Input Block Start

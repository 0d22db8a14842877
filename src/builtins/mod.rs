//! Ccsh builtins
//!
//! This module includes the implementations of common shell builtin commands.
//! Where possible the commands conform to their standard Bash counterparts.

use std::io::Write;

use crate::errors::{ErrorKind, Result};
use crate::shell::Shell;

use self::alias::{Alias, Unalias};
use self::dirs::{Cd, Pwd};
use self::exit::Exit;
use self::grep::Grep;
use self::help::Help;
use self::jobs::{Fg, Jobs};
use self::path::{Path, Which};
use self::source::Source;

mod alias;
mod dirs;
mod exit;
mod grep;
mod help;
mod jobs;
mod path;
mod source;

pub const ALIAS_NAME: &str = "alias";
pub const CD_NAME: &str = "cd";
pub const EXIT_NAME: &str = "exit";
pub const FG_NAME: &str = "fg";
pub const GREP_NAME: &str = "grep";
pub const HELP_NAME: &str = "help";
pub const JOBS_NAME: &str = "jobs";
pub const PATH_NAME: &str = "path";
pub const PWD_NAME: &str = "pwd";
pub const SOURCE_NAME: &str = "source";
pub const UNALIAS_NAME: &str = "unalias";
pub const WHICH_NAME: &str = "which";

pub(crate) mod prelude {
    pub use std::io::Write;

    pub use failure::ResultExt;

    pub use super::BuiltinCommand;
    pub use crate::errors::{Error, ErrorKind, Result};
    pub use crate::shell::Shell;
}

/// Represents a ccsh builtin command such as cd or help.
pub trait BuiltinCommand {
    /// The NAME of the command.
    const NAME: &'static str;
    /// The help string to display to the user.
    const HELP: &'static str;
    /// The usage string to display to the user.
    fn usage() -> String {
        Self::HELP.lines().nth(0).unwrap().to_owned()
    }
    /// Runs the command with the given arguments in the `shell` environment.
    fn run(shell: &mut Shell, args: Vec<String>, stdout: &mut dyn Write) -> Result<()>;
}

pub fn is_builtin<T: AsRef<str>>(argv: &[T]) -> bool {
    [
        Alias::NAME,
        Cd::NAME,
        Exit::NAME,
        Fg::NAME,
        Grep::NAME,
        Help::NAME,
        Jobs::NAME,
        Path::NAME,
        Pwd::NAME,
        Source::NAME,
        Unalias::NAME,
        Which::NAME,
    ]
    .contains(&(program(argv).as_str()))
}

/// precondition: command is a builtin.
/// Returns (`exit_status_code`, `builtin_result`)
pub fn run<T: AsRef<str>>(
    shell: &mut Shell,
    argv: &[T],
    stdout: &mut dyn Write,
) -> (i32, Result<()>) {
    assert!(is_builtin(argv));
    let result = match &*program(argv) {
        ALIAS_NAME => Alias::run(shell, args(argv), stdout),
        CD_NAME => Cd::run(shell, args(argv), stdout),
        EXIT_NAME => Exit::run(shell, args(argv), stdout),
        FG_NAME => Fg::run(shell, args(argv), stdout),
        GREP_NAME => Grep::run(shell, args(argv), stdout),
        HELP_NAME => Help::run(shell, args(argv), stdout),
        JOBS_NAME => Jobs::run(shell, args(argv), stdout),
        PATH_NAME => Path::run(shell, args(argv), stdout),
        PWD_NAME => Pwd::run(shell, args(argv), stdout),
        SOURCE_NAME => Source::run(shell, args(argv), stdout),
        UNALIAS_NAME => Unalias::run(shell, args(argv), stdout),
        WHICH_NAME => Which::run(shell, args(argv), stdout),
        _ => unreachable!(),
    };

    let exit_status = get_builtin_exit_status(&result);
    (exit_status, result)
}

fn get_builtin_exit_status(result: &Result<()>) -> i32 {
    if let Err(ref e) = *result {
        match *e.kind() {
            ErrorKind::BuiltinCommand { code, .. } => code,
            _ => 1,
        }
    } else {
        0
    }
}

fn program<T: AsRef<str>>(argv: &[T]) -> String {
    argv[0].as_ref().to_string()
}

fn args<T: AsRef<str>>(argv: &[T]) -> Vec<String> {
    argv[1..].iter().map(|s| s.as_ref().to_string()).collect()
}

Input Block End

Problem to work on: From the entries above, write out only the lines starting at the line that holds "pub const WHICH_NAME: &str" and ending at the line that holds "if let Err(ref", keeping both and matching them exactly.

Result of this task:
pub const WHICH_NAME: &str = "which";

pub(crate) mod prelude {
    pub use std::io::Write;

    pub use failure::ResultExt;

    pub use super::BuiltinCommand;
    pub use crate::errors::{Error, ErrorKind, Result};
    pub use crate::shell::Shell;
}

/// Represents a ccsh builtin command such as cd or help.
pub trait BuiltinCommand {
    /// The NAME of the command.
    const NAME: &'static str;
    /// The help string to display to the user.
    const HELP: &'static str;
    /// The usage string to display to the user.
    fn usage() -> String {
        Self::HELP.lines().nth(0).unwrap().to_owned()
    }
    /// Runs the command with the given arguments in the `shell` environment.
    fn run(shell: &mut Shell, args: Vec<String>, stdout: &mut dyn Write) -> Result<()>;
}

pub fn is_builtin<T: AsRef<str>>(argv: &[T]) -> bool {
    [
        Alias::NAME,
        Cd::NAME,
        Exit::NAME,
        Fg::NAME,
        Grep::NAME,
        Help::NAME,
        Jobs::NAME,
        Path::NAME,
        Pwd::NAME,
        Source::NAME,
        Unalias::NAME,
        Which::NAME,
    ]
    .contains(&(program(argv).as_str()))
}

/// precondition: command is a builtin.
/// Returns (`exit_status_code`, `builtin_result`)
pub fn run<T: AsRef<str>>(
    shell: &mut Shell,
    argv: &[T],
    stdout: &mut dyn Write,
) -> (i32, Result<()>) {
    assert!(is_builtin(argv));
    let result = match &*program(argv) {
        ALIAS_NAME => Alias::run(shell, args(argv), stdout),
        CD_NAME => Cd::run(shell, args(argv), stdout),
        EXIT_NAME => Exit::run(shell, args(argv), stdout),
        FG_NAME => Fg::run(shell, args(argv), stdout),
        GREP_NAME => Grep::run(shell, args(argv), stdout),
        HELP_NAME => Help::run(shell, args(argv), stdout),
        JOBS_NAME => Jobs::run(shell, args(argv), stdout),
        PATH_NAME => Path::run(shell, args(argv), stdout),
        PWD_NAME => Pwd::run(shell, args(argv), stdout),
        SOURCE_NAME => Source::run(shell, args(argv), stdout),
        UNALIAS_NAME => Unalias::run(shell, args(argv), stdout),
        WHICH_NAME => Which::run(shell, args(argv), stdout),
        _ => unreachable!(),
    };

    let exit_status = get_builtin_exit_status(&result);
    (exit_status, result)
}

fn get_builtin_exit_status(result: &Result<()>) -> i32 {
    if let Err(ref e) = *result {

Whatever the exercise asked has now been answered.